For the past few weeks, waiting for something to happen in this market has been a little bit like "Waiting for Godot!" Maybe tomorrow! Well, tomorrow may just about be here.
The short term trading cycle of which we spoke in the last newsletter apparently made its low on Tuesday without much fanfare, and has pushed prices up steadily since then. Slightly new highs have been registered by the Dow, the SPX and the QQQ, as well as by GE and the Dow Transports, which are now trading at a new recovery high.
While this is not yet a confirmation that the intermediate and long term up trend have resumed, it appears that it could be on the verge of happening. Even the short term sell signal which took place on 6/8 could not make any headway on the downside and now the point from which that signal was initiated has been surpassed.
This is BULLISH behavior! And there are other signs, as you will see when we dissect the market:
Cycles: If my assessment of market cycles is correct, the 12-year, the 9-month, the 60-week and the short term trading cycles are all trending up. The 10-year cycle is trending down and should be making its low in the Fall, unless, as we mentioned last week, it is doing so now, ahead of schedule!
Structure: The best possibility is still that we have just concluded an A-B-C pattern representing wave 4 since March 03, and that we have begun wave 5.

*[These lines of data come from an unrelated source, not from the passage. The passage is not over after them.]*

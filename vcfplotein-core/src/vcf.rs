//! VCF parsing into [RawVariant]s.
//!
//! Reads a VCF file (plain text or gzipped/bgzf) keeping what the annotation
//! pipeline needs: site coordinates, alleles and per-sample genotype calls.
//! No validation of chromosome names or alleles is done here; whatever is in
//! the file is handed to the annotation service as-is.

use std::io::BufRead;
use std::path::Path;

use log::{debug, warn};

use crate::errors::{Result, VcfError};
use crate::models::{RawVariant, SampleCall};
use crate::utils::get_dynamic_reader;

/// Index of the first sample column.
const FIRST_SAMPLE_COLUMN: usize = 9;

/// Read all variants from a VCF file on disk.
pub fn read_vcf(path: &Path) -> Result<Vec<RawVariant>> {
    let reader = get_dynamic_reader(path)?;
    let variants = read_variants(reader)?;
    debug!("Read {} variants from {}", variants.len(), path.display());
    Ok(variants)
}

///
/// Read all variants from an open VCF stream.
///
/// Sample names come from the `#CHROM` header line. Genotypes are only
/// recorded when the FORMAT column starts with `GT`.
///
pub fn read_variants<R: BufRead>(mut reader: R) -> Result<Vec<RawVariant>> {
    let mut sample_names: Vec<String> = Vec::new();
    let mut variants = Vec::new();
    let mut line_buf = String::new();
    let mut line_number = 0usize;

    loop {
        line_buf.clear();
        if reader.read_line(&mut line_buf)? == 0 {
            break;
        }
        line_number += 1;

        let line = line_buf.trim_end_matches('\n').trim_end_matches('\r');
        if let Some(header) = line.strip_prefix("#CHROM") {
            sample_names = header
                .split('\t')
                .skip(FIRST_SAMPLE_COLUMN)
                .map(str::to_string)
                .collect();
            continue;
        }
        if line.starts_with('#') || line.is_empty() {
            continue;
        }

        let fields: Vec<&str> = line.split('\t').collect();
        if fields.len() < 5 {
            warn!("Skipping VCF line {line_number}: expected at least 5 columns");
            continue;
        }

        let pos = fields[1]
            .parse::<u64>()
            .map_err(|_| VcfError::InvalidPosition {
                line: line_number,
                value: fields[1].to_string(),
            })?;

        let variant = RawVariant::new(fields[0], pos, fields[3], fields[4])
            .with_samples(sample_calls(&fields, &sample_names));
        variants.push(variant);
    }

    Ok(variants)
}

fn sample_calls(fields: &[&str], sample_names: &[String]) -> Vec<SampleCall> {
    let has_gt = fields
        .get(FIRST_SAMPLE_COLUMN - 1)
        .is_some_and(|format| format.split(':').next() == Some("GT"));
    if !has_gt {
        return Vec::new();
    }

    fields
        .iter()
        .skip(FIRST_SAMPLE_COLUMN)
        .zip(sample_names)
        .filter_map(|(value, name)| {
            value
                .split(':')
                .next()
                .map(|genotype| SampleCall::new(name, genotype))
        })
        .collect()
}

Breadth: The advance/decline ratio continues to give positive readings, while the new highs/new lows index continues to make recovery highs.

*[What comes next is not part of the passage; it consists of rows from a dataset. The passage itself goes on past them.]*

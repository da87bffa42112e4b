//! # vcfplotein-annotate
//!
//! Batched protein-level annotation of VCF variants.
//!
//! Variants are expanded into one request line per alternate allele, sent to
//! the variant-effect service in version-sized chunks, rebuilt into one
//! record per affected transcript, classified as insertion or deletion, and
//! finally merged with presence flags from the local variant databases.
//!
//! The entry point is [aggregate::Aggregator]; [annotate] wires it to the
//! HTTP clients for a given configuration.

pub mod aggregate;
pub mod chunk;
pub mod client;
pub mod config;
pub mod consts;
pub mod errors;
pub mod format;
pub mod presence;
pub mod retry;
pub mod utils;

pub use aggregate::Aggregator;
pub use config::{AnnotationConfig, RetryPolicy, ServiceVersion};
pub use errors::{AnnotateError, ConfigError, Result};

use vcfplotein_core::models::{AnnotationBundle, RawVariant};

///
/// Annotate variants on a transcript using the configured HTTP services.
///
/// # Arguments
/// - config: service version, endpoints and retry policy
/// - variants: input sites, e.g. from [vcfplotein_core::read_vcf]
/// - transcript_id: transcript to restrict annotation to
pub fn annotate(
    config: &AnnotationConfig,
    variants: &[RawVariant],
    transcript_id: &str,
) -> Result<AnnotationBundle> {
    Aggregator::from_config(config)?.run(config, variants, transcript_id)
}
//! Annotation run configuration.
//!
//! An [AnnotationConfig] is built once and then only read: every pipeline
//! run takes it by reference, so concurrent runs never observe each other's
//! settings.

use std::fmt::{self, Display};
use std::fs::read_to_string;
use std::path::Path;
use std::time::Duration;

use serde::{Deserialize, Serialize};

use super::consts::{
    DEFAULT_INITIAL_BACKOFF_MS, DEFAULT_MAX_ATTEMPTS, DEFAULT_SERVICE_VERSION,
    DEFAULT_TIMEOUT_SECS, ENSEMBL_GRCH37_URL, ENSEMBL_GRCH38_URL, GRCH37_CHUNK_SIZE,
    GRCH38_CHUNK_SIZE,
};
use super::errors::{ConfigError, ConfigResult};
use super::utils::{get_default_api_url, get_default_ensembl_url};

///
/// Assembly version of the variant-effect service. Selects both the
/// endpoint family and the maximum request size.
///
#[derive(Debug, Clone, Copy, PartialEq, Eq, Hash, Serialize, Deserialize)]
#[serde(try_from = "u32", into = "u32")]
pub enum ServiceVersion {
    Grch37,
    Grch38,
}

impl ServiceVersion {
    pub fn chunk_size(&self) -> usize {
        match self {
            ServiceVersion::Grch37 => GRCH37_CHUNK_SIZE,
            ServiceVersion::Grch38 => GRCH38_CHUNK_SIZE,
        }
    }

    pub fn ensembl_url(&self) -> &'static str {
        match self {
            ServiceVersion::Grch37 => ENSEMBL_GRCH37_URL,
            ServiceVersion::Grch38 => ENSEMBL_GRCH38_URL,
        }
    }
}

impl TryFrom<u32> for ServiceVersion {
    type Error = ConfigError;

    fn try_from(value: u32) -> Result<Self, Self::Error> {
        match value {
            37 => Ok(ServiceVersion::Grch37),
            38 => Ok(ServiceVersion::Grch38),
            other => Err(ConfigError::InvalidServiceVersion(other)),
        }
    }
}

impl From<ServiceVersion> for u32 {
    fn from(value: ServiceVersion) -> Self {
        match value {
            ServiceVersion::Grch37 => 37,
            ServiceVersion::Grch38 => 38,
        }
    }
}

impl Display for ServiceVersion {
    fn fmt(&self, f: &mut fmt::Formatter<'_>) -> fmt::Result {
        write!(f, "GRCh{}", u32::from(*self))
    }
}

///
/// How often a remote request is attempted before its error is surfaced.
/// The wait between attempts starts at `initial_backoff` and doubles.
///
#[derive(Debug, Clone, Copy, PartialEq, Eq)]
pub struct RetryPolicy {
    pub max_attempts: u32,
    pub initial_backoff: Duration,
}

impl RetryPolicy {
    pub fn new(max_attempts: u32, initial_backoff: Duration) -> Self {
        RetryPolicy {
            max_attempts,
            initial_backoff,
        }
    }

    /// A single attempt per request.
    pub fn none() -> Self {
        Self::new(1, Duration::ZERO)
    }
}

impl Default for RetryPolicy {
    fn default() -> Self {
        Self::new(
            DEFAULT_MAX_ATTEMPTS,
            Duration::from_millis(DEFAULT_INITIAL_BACKOFF_MS),
        )
    }
}

/// Builder for constructing an [`AnnotationConfig`].
///
/// # Examples
///
/// ```rust
/// use vcfplotein_annotate::config::AnnotationConfig;
///
/// # fn main() -> Result<(), Box<dyn std::error::Error>> {
/// let config = AnnotationConfig::builder()
///     .with_version(37)
///     .with_api_url("http://localhost:8181".to_string())
///     .finish()?;
/// assert_eq!(config.chunk_size(), 300);
/// # Ok(())
/// # }
/// ```
#[derive(Default, Debug, Clone)]
pub struct AnnotationConfigBuilder {
    version: Option<u32>,
    ensembl_url: Option<String>,
    api_url: Option<String>,
    chunk_size: Option<usize>,
    timeout: Option<Duration>,
    retry: Option<RetryPolicy>,
}

impl AnnotationConfigBuilder {
    pub fn new() -> Self {
        Self::default()
    }

    /// Sets the assembly version (37 or 38). Validated by [Self::finish].
    pub fn with_version(mut self, version: u32) -> Self {
        self.version = Some(version);
        self
    }

    pub fn with_ensembl_url(mut self, url: String) -> Self {
        self.ensembl_url = Some(url);
        self
    }

    pub fn with_api_url(mut self, url: String) -> Self {
        self.api_url = Some(url);
        self
    }

    /// Overrides the version-derived request size.
    pub fn with_chunk_size(mut self, chunk_size: usize) -> Self {
        self.chunk_size = Some(chunk_size);
        self
    }

    pub fn with_timeout(mut self, timeout: Duration) -> Self {
        self.timeout = Some(timeout);
        self
    }

    pub fn with_retry(mut self, retry: RetryPolicy) -> Self {
        self.retry = Some(retry);
        self
    }

    /// Consumes the builder and validates the configuration.
    pub fn finish(self) -> ConfigResult<AnnotationConfig> {
        let version =
            ServiceVersion::try_from(self.version.unwrap_or(DEFAULT_SERVICE_VERSION))?;

        let chunk_size = self.chunk_size.unwrap_or_else(|| version.chunk_size());
        if chunk_size == 0 {
            return Err(ConfigError::InvalidChunkSize);
        }

        let retry = self.retry.unwrap_or_default();
        if retry.max_attempts == 0 {
            return Err(ConfigError::InvalidRetryPolicy);
        }

        Ok(AnnotationConfig {
            version,
            ensembl_url: self
                .ensembl_url
                .unwrap_or_else(|| get_default_ensembl_url(version)),
            api_url: self.api_url.unwrap_or_else(get_default_api_url),
            chunk_size,
            timeout: self
                .timeout
                .unwrap_or(Duration::from_secs(DEFAULT_TIMEOUT_SECS)),
            retry,
        })
    }
}

///
/// Validated, immutable settings of an annotation run.
///
#[derive(Debug, Clone, PartialEq, Eq)]
pub struct AnnotationConfig {
    version: ServiceVersion,
    ensembl_url: String,
    api_url: String,
    chunk_size: usize,
    timeout: Duration,
    retry: RetryPolicy,
}

impl AnnotationConfig {
    pub fn builder() -> AnnotationConfigBuilder {
        AnnotationConfigBuilder::default()
    }

    /// Default configuration for an assembly version.
    pub fn new(version: u32) -> ConfigResult<Self> {
        Self::builder().with_version(version).finish()
    }

    pub fn version(&self) -> ServiceVersion {
        self.version
    }

    pub fn ensembl_url(&self) -> &str {
        &self.ensembl_url
    }

    pub fn api_url(&self) -> &str {
        &self.api_url
    }

    pub fn chunk_size(&self) -> usize {
        self.chunk_size
    }

    pub fn timeout(&self) -> Duration {
        self.timeout
    }

    pub fn retry(&self) -> &RetryPolicy {
        &self.retry
    }
}

impl TryFrom<&Path> for AnnotationConfig {
    type Error = ConfigError;

    ///
    /// Load a configuration from a toml file.
    ///
    /// # Arguments
    /// - path: Path to the config file (a .toml) file.
    fn try_from(path: &Path) -> Result<Self, Self::Error> {
        AnnotationConfigFile::try_from(path)?.into_builder().finish()
    }
}

///
/// On-disk form of an [AnnotationConfig]. Every field is optional and falls
/// back to the builder defaults.
///
#[derive(Deserialize, Serialize, Debug, PartialEq, Default)]
pub struct AnnotationConfigFile {
    pub version: Option<u32>,
    pub ensembl_url: Option<String>,
    pub api_url: Option<String>,
    pub chunk_size: Option<usize>,
    pub timeout_secs: Option<u64>,
    pub max_attempts: Option<u32>,
    pub initial_backoff_ms: Option<u64>,
}

impl AnnotationConfigFile {
    pub fn into_builder(self) -> AnnotationConfigBuilder {
        let retry = match (self.max_attempts, self.initial_backoff_ms) {
            (None, None) => None,
            (attempts, backoff) => Some(RetryPolicy::new(
                attempts.unwrap_or(DEFAULT_MAX_ATTEMPTS),
                Duration::from_millis(backoff.unwrap_or(DEFAULT_INITIAL_BACKOFF_MS)),
            )),
        };

        AnnotationConfigBuilder {
            version: self.version,
            ensembl_url: self.ensembl_url,
            api_url: self.api_url,
            chunk_size: self.chunk_size,
            timeout: self.timeout_secs.map(Duration::from_secs),
            retry,
        }
    }
}

impl TryFrom<&Path> for AnnotationConfigFile {
    type Error = ConfigError;

    fn try_from(path: &Path) -> Result<Self, Self::Error> {
        let toml_str = read_to_string(path)?;
        let config = toml::from_str(&toml_str)?;
        Ok(config)
    }
}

Leading indicators: As mentioned above, these are all doing well, and are enticing the stock market to follow their lead.
Volume: Although it picked up slightly for a couple of days after the short term cycle made its low, it has remained essentially dull, which is typical of a market where investors do not want to make a commitment until they have a little more proof. Last week we warned you of what NOT to do when volume is low!
Fibonacci: Next week will be the 89th week since the October 2002 low. Will this signal a market top? Or is it just much-ado? Next week will tell us.
Momentum: We've saved this for last, because this is the only area where there is a bit of a caveat! Daily indicators are basically neutral and could go either way, while the hourly indicators are overbought. In an of itself, this means nothing, since these can change on a dime depending on the price action. But it COULD be an indication that all is not absolutely perfect, just yet.
Summary: The market is at a critical juncture. If it breaks through to the up side, a substantial move can take place immediately, as all the cash which has been accumulating on the side lines is put to work. If it fails to do so quickly, it could mean that more correction is needed, perhaps all the way into the Fall. Technical evidence suggests that the former is more likely than the latter.
There were strange things going on in the last hour, on Friday, with the SPX and GE selling off, while the QQQ closed near its highs of the day and of the week. Also, the daily volume shot up to 1.8 billion shares. No doubt, this is due principally to the restructuring of the Russel 2000 and anxiety about what this week-end could bring in Iraq. Next week will tell us more.
Market Trends: A fact that impatient investors do not appear to realize is that trends take their time to reverse, either up or down, and they undergo a preparation process before doing so which gives warning signs in the form of loss of momentum, for instance, as well as other time-proven indications. Short term trends, by their very nature, are always in the process of reversing as they compose the longer term trend. This is the fractal aspect of the market. Since it is easy to confuse short term weakness for long term weakness, one should look at how all the trends of various periodicity "hook-up" together. The longer term trend is always the most important to analyze. A weekly chart, such as the one of the SPX which appears below can tell you at a glance whether the long term trend is up, down, or about to reverse. Add a couple of important cycles to your analysis, and you have a better picture still.
On the chart below, note how little relative retracement there has been in the consolidation since the January 2004 top. For two important cycles such as the 9-month and the 60-week cycles to bring in so little weakness in the market as they bottom out, this must signify that the long term trend--which began in October 2002 as the result of the 12-year cycle low and was reinforced in March 2003 by the bottoming of the 120-week cycle--is still strong. Even with the 10-year cycle so close to its low, the market is holding up extremely well. Negative signs will have to show up before one can get too bearish.